Выйдя из дому, она некоторое время шла бесцельно по Доротеенштрассе, почти не замечая прохожих и не зная, что с собой делать.

- Арестован, в тюрьме,- вот все, что стучалось в мозг назойливыми ударами.

Этот высокий, кряжистый человек с серыми глазами заслонил сейчас для нее все совершающееся вокруг. Он казался ей одним из тех немногих, которые твердо стоят на ногах и уверенно смотрят вперед. А несколько дней, проведенных вместе,- дней, когда так мало еще было сказано слов в быстрой смене странных и грозных событий,- связали их неразрывными нитями. Дагмаре стало ясно, что вся ее тревога, тоска и одиночество происходят от того, что нет подле этого крепкого, ясного и спокойного человека. Она не знала еще, какими словами встретила бы его, если бы вдруг он стал сейчас перед нею, но это были бы значительные слова, полные ласки и доверия. И вот его не было рядом. Между ними выросла тюремная решетка. Дагмара перебирала в уме всех, к кому можно было бы обратиться за помощью, за советом, но как-то вдруг оказалось, будто она - одна в шумной, но мертвой пустыне. Еще утром, прежде чем позвонить у дверей мрачного дома, в котором прошла ее юность, она зашла в институт. Но знакомые профессора, к которым она обращалась, ассистенты отца, замкнулись в холодной, вежливой настороженности, а когда девушка заговаривала о Дерюгине,- на лицах появлялось выражение удивления и негодования, и разговор прекращался. В группах студентов она подметила кислые усмешечки и шепоток, замолкавший при ее приближении. Очевидно, история ее ухода из дому была уже известна и, конечно, была связана с именем инженера.

Дома, у брата, она встретила ту же слепую злобу, которая, казалось, захлестывала теперь весь мир.

Она остановилась в. недоумении.
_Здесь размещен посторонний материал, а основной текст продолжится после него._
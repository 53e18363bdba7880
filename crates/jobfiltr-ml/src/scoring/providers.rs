use std::fmt;
use std::sync::Arc;

use serde::Serialize;

use super::features::{FeatureBundle, FeatureSignals};

/// Independent scoring backends whose outputs feed the ensemble.
#[derive(Debug, Clone, Copy, PartialEq, Eq, Hash, PartialOrd, Ord, Serialize)]
#[serde(rename_all = "lowercase")]
pub enum SubModelKind {
    Transformer,
    Xgboost,
    Anomaly,
    Llm,
}

impl SubModelKind {
    pub const ALL: [SubModelKind; 4] = [
        SubModelKind::Transformer,
        SubModelKind::Xgboost,
        SubModelKind::Anomaly,
        SubModelKind::Llm,
    ];

    pub fn label(&self) -> &'static str {
        match self {
            SubModelKind::Transformer => "transformer",
            SubModelKind::Xgboost => "xgboost",
            SubModelKind::Anomaly => "anomaly",
            SubModelKind::Llm => "llm",
        }
    }
}

impl fmt::Display for SubModelKind {
    fn fmt(&self, f: &mut fmt::Formatter<'_>) -> fmt::Result {
        f.write_str(self.label())
    }
}

/// What a backend produced for one request.
#[derive(Debug, Clone, Copy, PartialEq)]
pub enum ScorerOutput {
    Available(f64),
    /// Not computed for this call. Distinct from a score of `0.0`.
    Unavailable,
}

impl ScorerOutput {
    pub fn value(&self) -> Option<f64> {
        match self {
            ScorerOutput::Available(value) => Some(*value),
            ScorerOutput::Unavailable => None,
        }
    }
}

/// Everything a backend may look at when scoring a posting.
#[derive(Debug, Clone, Copy)]
pub struct ScoringInput<'a> {
    pub bundle: &'a FeatureBundle,
    pub signals: &'a FeatureSignals,
    pub base_scam_probability: f64,
}

/// Backend failure, split by whether the prediction can continue without it.
#[derive(Debug, Clone, PartialEq, thiserror::Error)]
pub enum ProviderError {
    /// The backend could not answer (timeout, not loaded, queue full). The
    /// engine degrades to [`ScorerOutput::Unavailable`].
    #[error("backend unavailable: {0}")]
    Unavailable(String),
    /// The backend is in a state that should not happen. Aborts the prediction.
    #[error("backend fault: {0}")]
    Fault(String),
}

/// Source of sub-model scores, constructed once at service start and shared
/// immutably across requests.
pub trait SubModelProvider: Send + Sync {
    fn score(
        &self,
        model: SubModelKind,
        input: &ScoringInput<'_>,
    ) -> Result<ScorerOutput, ProviderError>;

    /// True when real inference backends are wired in.
    fn models_loaded(&self) -> bool {
        false
    }
}

impl<P> SubModelProvider for Arc<P>
where
    P: SubModelProvider + ?Sized,
{
    fn score(
        &self,
        model: SubModelKind,
        input: &ScoringInput<'_>,
    ) -> Result<ScorerOutput, ProviderError> {
        (**self).score(model, input)
    }

    fn models_loaded(&self) -> bool {
        (**self).models_loaded()
    }
}

const TRANSFORMER_OFFSET: f64 = 0.05;
const XGBOOST_OFFSET: f64 = -0.03;
const ANOMALY_OFFSET: f64 = 0.02;

/// Default provider used when no inference backends are configured.
///
/// Scores are fixed offsets from the heuristic estimate and are not clamped, so
/// they can sit a few hundredths outside `[0, 1]` at the extremes. The language
/// model judge runs out of band and is always reported as unavailable here.
#[derive(Debug, Clone, Copy, Default)]
pub struct PlaceholderProvider;

impl SubModelProvider for PlaceholderProvider {
    fn score(
        &self,
        model: SubModelKind,
        input: &ScoringInput<'_>,
    ) -> Result<ScorerOutput, ProviderError> {
        let base = input.base_scam_probability;
        let output = match model {
            SubModelKind::Transformer => ScorerOutput::Available(base + TRANSFORMER_OFFSET),
            SubModelKind::Xgboost => ScorerOutput::Available(base + XGBOOST_OFFSET),
            SubModelKind::Anomaly => ScorerOutput::Available(base + ANOMALY_OFFSET),
            SubModelKind::Llm => ScorerOutput::Unavailable,
        };
        Ok(output)
    }
}

/// Per-request record of sub-model outputs; `None` means unavailable.
#[derive(Debug, Clone, Copy, Default, PartialEq, Serialize)]
pub struct SubModelScores {
    pub transformer: Option<f64>,
    pub xgboost: Option<f64>,
    pub anomaly: Option<f64>,
    pub llm: Option<f64>,
}

impl SubModelScores {
    pub fn get(&self, model: SubModelKind) -> Option<f64> {
        match model {
            SubModelKind::Transformer => self.transformer,
            SubModelKind::Xgboost => self.xgboost,
            SubModelKind::Anomaly => self.anomaly,
            SubModelKind::Llm => self.llm,
        }
    }

    pub fn set(&mut self, model: SubModelKind, value: Option<f64>) {
        let slot = match model {
            SubModelKind::Transformer => &mut self.transformer,
            SubModelKind::Xgboost => &mut self.xgboost,
            SubModelKind::Anomaly => &mut self.anomaly,
            SubModelKind::Llm => &mut self.llm,
        };
        *slot = value;
    }

    pub fn available(&self) -> impl Iterator<Item = (SubModelKind, f64)> + '_ {
        SubModelKind::ALL
            .into_iter()
            .filter_map(|model| self.get(model).map(|value| (model, value)))
    }
}
use crate::cli::ServeArgs;
use crate::infra::{build_engine, AppState};
use crate::routes::with_service_routes;
use axum::Extension;
use axum_prometheus::PrometheusMetricLayer;
use jobfiltr_ml::config::AppConfig;
use jobfiltr_ml::error::AppError;
use jobfiltr_ml::scoring::SubModelProvider;
use jobfiltr_ml::telemetry;
use std::sync::atomic::Ordering;
use std::sync::Arc;
use tracing::info;

pub(crate) async fn run(mut args: ServeArgs) -> Result<(), AppError> {
    let mut config = AppConfig::load()?;

    if let Some(host) = args.host.take() {
        config.server.host = host;
    }
    if let Some(port) = args.port.take() {
        config.server.port = port;
    }

    telemetry::init(&config.telemetry)?;

    let engine = build_engine(&config.scoring);
    let models_loaded = engine.provider().models_loaded();
    info!(
        model_version = engine.model_version(),
        attribution = engine.attribution().label(),
        models_loaded,
        "scoring engine initialized"
    );

    let (prometheus_layer, prometheus_handle) = PrometheusMetricLayer::pair();
    let readiness_flag = Arc::new(std::sync::atomic::AtomicBool::new(false));
    let app_state = AppState {
        readiness: readiness_flag.clone(),
        metrics: Arc::new(prometheus_handle),
        model_version: engine.model_version().to_string(),
        models_loaded,
    };

    let app = with_service_routes(engine)
        .layer(Extension(app_state))
        .layer(prometheus_layer);

    let addr = config.server.socket_addr()?;
    let listener = tokio::net::TcpListener::bind(addr).await?;
    readiness_flag.store(true, Ordering::Release);

    info!(?config.environment, %addr, "scam scoring service ready");

    axum::serve(listener, app).await?;
    Ok(())
}
//! Ensemble decision engine for job-posting scam and ghost-listing risk.
//!
//! A [`FeatureBundle`] is validated into [`FeatureSignals`], reduced by the
//! red-flag aggregator and the heuristic and ghost scorers, combined with
//! sub-model scores from an injected [`SubModelProvider`], and sealed into a
//! rounded [`PredictionResult`]. Nothing here keeps state between requests.

pub mod attribution;
pub mod engine;
pub mod envelope;
pub mod features;
pub mod fusion;
pub mod ghost;
pub mod heuristic;
pub mod providers;
pub mod red_flags;
pub mod router;

#[cfg(test)]
mod tests;

pub use attribution::{AttributionMode, FeatureImportance};
pub use engine::{PredictionError, ScoringEngine, ScoringError};
pub use envelope::{PredictionResult, RiskLevel};
pub use features::{
    FeatureBundle, FeatureBundleError, FeatureGroup, FeatureSignals, PredictionRequest,
};
pub use fusion::{FusionEngine, FusionWeights};
pub use providers::{
    PlaceholderProvider, ProviderError, ScorerOutput, ScoringInput, SubModelKind,
    SubModelProvider, SubModelScores,
};
pub use red_flags::RedFlagCounts;
pub use router::scoring_router;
Ну, что же? Опять к фон Мейдену? Он, как официальное лицо, должен был знать больше других. Дагмара колебалась несколько минут, вспоминая сцену в его кабинете на прошлой неделе, но затем решительно направилась к ратуше.

Советник принял ее необычайно учтиво, бросился усаживать в кресло, рассыпался в тысячах извинений по поводу «досадного недоразумения».

- Согласитесь, фрейлен, это было слишком необычайно - то, что вы рассказали мне тогда. Мне и сейчас иногда кажется, что я сплю, когда читаю газеты…- он кивнул головою на ворох печатных листов на столе.

- Вот господин Горяинов находит все это в порядке вещей,- добавил он, указывая на собеседника, расхаживавшего большими шагами по кабинету. Дагмара невольно взглянула на него, и ей показалось, что она видела где-то высокий голый череп, выцветшие глаза и остренькую бородку.

Старик слегка поклонился ей и продолжал свою прогулку, изредка взглядывая на нее исподлобья.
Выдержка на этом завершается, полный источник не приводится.